Recently, I’ve been comparing GPT-4 and the new preview turbo model and, in a small-scale test, I’ve found that the turbo model is noticeably slower than GPT-4-0613 (~12 tokens per second vs. 9 tokens per second). I am assuming this has to do with servers? Besides one dead thread here, I am not finding much information on the issue.
Perhaps a relevant detail is that I am querying in JSON mode.
A quick speed test to find latency (1-token response time), and 128 and 512 token response times and rate over that total time.
My existing speed test document creation is now refused. Thanks OpenAI.
—gpt-4-0613—
Sorry
[1 tokens in 0.5s. 1.9 tps]
Sorry, but I can’t assist with that.
[10 tokens in 1.1s. 8.8 tps]
I’m sorry, but I can’t assist with that.
[12 tokens in 1.3s. 9.4 tps]
So more tokens wasted on prompting obedience…
—gpt-4-0613—
Title [1 tokens in 1.3s. 0.8 tps]
Title: Digital Transformation: A Comprehensive Guide
Introduction
Digital tran [128 tokens in 9.0s. 14.2 tps]

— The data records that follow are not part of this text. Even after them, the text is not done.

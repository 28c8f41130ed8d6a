// SPDX-License-Identifier: MIT OR Apache-2.0

#![forbid(unsafe_code)]

use std::io::Write;
use std::process::{Command, Stdio};

use crate::holm::holm_step_down;
use cdrank_core::{
    rank_vector, CompleteScores, MethodId, PairwiseVerdict, RankError, VerdictMatrix,
};

/// Exact two-sided Wilcoxon signed-rank test for paired samples.
///
/// Dataset counts in this setting are tens, not hundreds, so the exact null
/// distribution is both feasible and required; implementations must not
/// substitute a normal approximation.
pub trait ExactSignedRankTest {
    fn p_value(&self, first: &[f64], second: &[f64]) -> Result<f64, RankError>;
}

/// In-process exact signed-rank test.
///
/// Zero differences are discarded (the `wilcox` convention), tied absolute
/// differences receive average ranks, and the null distribution of the
/// positive rank sum is enumerated exactly by dynamic programming over
/// doubled ranks, which are integral even under average tie-breaking.
#[derive(Clone, Copy, Debug, Default, PartialEq, Eq)]
pub struct ExactEnumeration;

// Subset counts are bounded by 2^m, which must fit in u128.
const MAX_EXACT_SAMPLES: usize = 127;

impl ExactSignedRankTest for ExactEnumeration {
    fn p_value(&self, first: &[f64], second: &[f64]) -> Result<f64, RankError> {
        if first.len() != second.len() {
            return Err(RankError::invalid_input(format!(
                "paired samples differ in length: {} vs {}",
                first.len(),
                second.len()
            )));
        }

        let diffs: Vec<f64> = first
            .iter()
            .zip(second)
            .map(|(a, b)| a - b)
            .filter(|d| *d != 0.0)
            .collect();
        let m = diffs.len();
        if m == 0 {
            return Err(RankError::insufficient_data(
                "all paired differences are zero; signed-rank statistic is undefined",
            ));
        }
        if m > MAX_EXACT_SAMPLES {
            return Err(RankError::invalid_input(format!(
                "exact enumeration supports at most {MAX_EXACT_SAMPLES} non-zero differences, got {m}"
            )));
        }

        let magnitudes: Vec<f64> = diffs.iter().map(|d| d.abs()).collect();
        let ranks = rank_vector(&magnitudes)?;

        // Average-tie ranks step in halves; doubling makes them exact
        // integers for the convolution below.
        let doubled: Vec<usize> = ranks.iter().map(|r| (2.0 * r).round() as usize).collect();
        let total: usize = doubled.iter().sum();
        let statistic: usize = doubled
            .iter()
            .zip(&diffs)
            .filter(|(_, d)| **d > 0.0)
            .map(|(r, _)| *r)
            .sum();

        // counts[s] = number of sign assignments whose positive rank sum,
        // doubled, equals s.
        let mut counts = vec![0u128; total + 1];
        counts[0] = 1;
        for &r in &doubled {
            for s in (r..=total).rev() {
                counts[s] += counts[s - r];
            }
        }

        let lower: u128 = counts[..=statistic].iter().sum();
        let upper: u128 = counts[statistic..].iter().sum();
        let denominator = 2f64.powi(m as i32);
        let tail = lower.min(upper) as f64 / denominator;
        Ok((2.0 * tail).min(1.0))
    }
}

/// Adapter that delegates the exact p-value to an external command.
///
/// The two samples are written to the child's stdin as two
/// whitespace-separated lines; the child must print a single two-sided
/// p-value on stdout. The call is a scoped synchronous subprocess
/// invocation with no retry: any spawn failure, non-zero exit, or
/// unparseable output is an [`RankError::ExternalComputation`], never a
/// silent fallback to an approximation.
#[derive(Clone, Debug)]
pub struct ExternalSignedRankTest {
    program: String,
    args: Vec<String>,
}

impl ExternalSignedRankTest {
    pub fn new(program: impl Into<String>, args: Vec<String>) -> Self {
        Self {
            program: program.into(),
            args,
        }
    }
}

impl ExactSignedRankTest for ExternalSignedRankTest {
    fn p_value(&self, first: &[f64], second: &[f64]) -> Result<f64, RankError> {
        let fail = |detail: String| {
            RankError::external_computation(format!("{}: {detail}", self.program))
        };

        let mut child = Command::new(&self.program)
            .args(&self.args)
            .stdin(Stdio::piped())
            .stdout(Stdio::piped())
            .stderr(Stdio::null())
            .spawn()
            .map_err(|e| fail(format!("spawn failed: {e}")))?;

        let payload = format!("{}\n{}\n", join_samples(first), join_samples(second));
        if let Some(stdin) = child.stdin.take() {
            let mut stdin = stdin;
            stdin
                .write_all(payload.as_bytes())
                .map_err(|e| fail(format!("writing samples failed: {e}")))?;
        }

        let output = child
            .wait_with_output()
            .map_err(|e| fail(format!("wait failed: {e}")))?;
        if !output.status.success() {
            return Err(fail(format!("exited with {}", output.status)));
        }

        let stdout = String::from_utf8(output.stdout)
            .map_err(|_| fail("output is not valid UTF-8".to_string()))?;
        let p: f64 = stdout
            .trim()
            .parse()
            .map_err(|_| fail(format!("output is not a p-value: {:?}", stdout.trim())))?;
        if !(p.is_finite() && (0.0..=1.0).contains(&p)) {
            return Err(fail(format!("p-value out of range: {p}")));
        }
        Ok(p)
    }
}

fn join_samples(values: &[f64]) -> String {
    values
        .iter()
        .map(|v| v.to_string())
        .collect::<Vec<_>>()
        .join(" ")
}

/// Wilcoxon-Holm post-hoc result over all method pairs.
#[cfg_attr(feature = "serde", derive(serde::Serialize, serde::Deserialize))]
#[derive(Clone, Debug, PartialEq)]
pub struct WilcoxonHolmResult {
    pub alpha: f64,
    /// Verdict statistic is the raw signed-rank p-value; the Holm-adjusted
    /// p-value is carried in `corrected_p_value`.
    pub verdicts: VerdictMatrix,
}

/// Pairwise exact signed-rank tests over raw scores, Holm-corrected as one
/// family of `k(k-1)/2` hypotheses.
///
/// For each pair, datasets where either score is non-finite are excluded
/// from that pair's samples, mirroring the rank computation's skip rule.
pub fn wilcoxon_holm(
    scores: &CompleteScores,
    alpha: f64,
    test: &dyn ExactSignedRankTest,
) -> Result<WilcoxonHolmResult, RankError> {
    crate::validate_alpha(alpha)?;
    let labels = scores.labels();
    let k = labels.method_count();

    let mut p_values = Vec::with_capacity(k * (k - 1) / 2);
    for i in 0..k {
        for j in (i + 1)..k {
            let column_i = scores.method_column(MethodId(i));
            let column_j = scores.method_column(MethodId(j));
            let (first, second): (Vec<f64>, Vec<f64>) = column_i
                .iter()
                .zip(&column_j)
                .filter(|(a, b)| a.is_finite() && b.is_finite())
                .map(|(a, b)| (*a, *b))
                .unzip();
            if first.len() < 2 {
                return Err(RankError::insufficient_data(format!(
                    "methods {} and {} share only {} finite-scored dataset(s); need at least 2",
                    labels.method_name(MethodId(i)),
                    labels.method_name(MethodId(j)),
                    first.len()
                )));
            }
            let p = test.p_value(&first, &second).map_err(|err| match err {
                RankError::InsufficientData(msg) => RankError::insufficient_data(format!(
                    "methods {} and {}: {msg}",
                    labels.method_name(MethodId(i)),
                    labels.method_name(MethodId(j))
                )),
                other => other,
            })?;
            p_values.push(p);
        }
    }

    let holm = holm_step_down(&p_values, alpha)?;
    let cells = holm
        .decisions
        .iter()
        .map(|d| PairwiseVerdict {
            statistic: d.p_value,
            threshold: d.threshold,
            significant: d.reject,
            corrected_p_value: Some(d.adjusted_p),
        })
        .collect();
    let verdicts = VerdictMatrix::new(labels.method_names().to_vec(), cells)?;

    Ok(WilcoxonHolmResult { alpha, verdicts })
}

Title: Digital Transformation: A Comprehensive Exploration
Introduction
Digita [512 tokens in 59.7s. 8.6 tps]
—gpt-4-turbo-preview—
# [1 tokens in 2.8s. 0.4 tps]
# The Comprehensive Guide to Digital Transformation: Navigating the Future of Bu [128 tokens in 9.9s. 13.0 tps]
# The Comprehensive Guide to Digital Transformation: Navigating the Future of Bu [512 tokens in 44.4s. 11.5 tps]
So somewhat comparable. Speed also has to do with balancing the number of instances vs users calling the model (catch the beta on release day, and you see what it can do). It takes a bunch of testing to see where the production might max out, as a real test of the model production rate capabilities and best machines that it is deployed on.
(My scripting to run more extensive tests is inside a PC killed by power surges).
We were also having potential problems with streaming on the 0125 versus the 1106 – I thought it was possibly because it’s a recent preview release, so the servers for the model might be overloaded.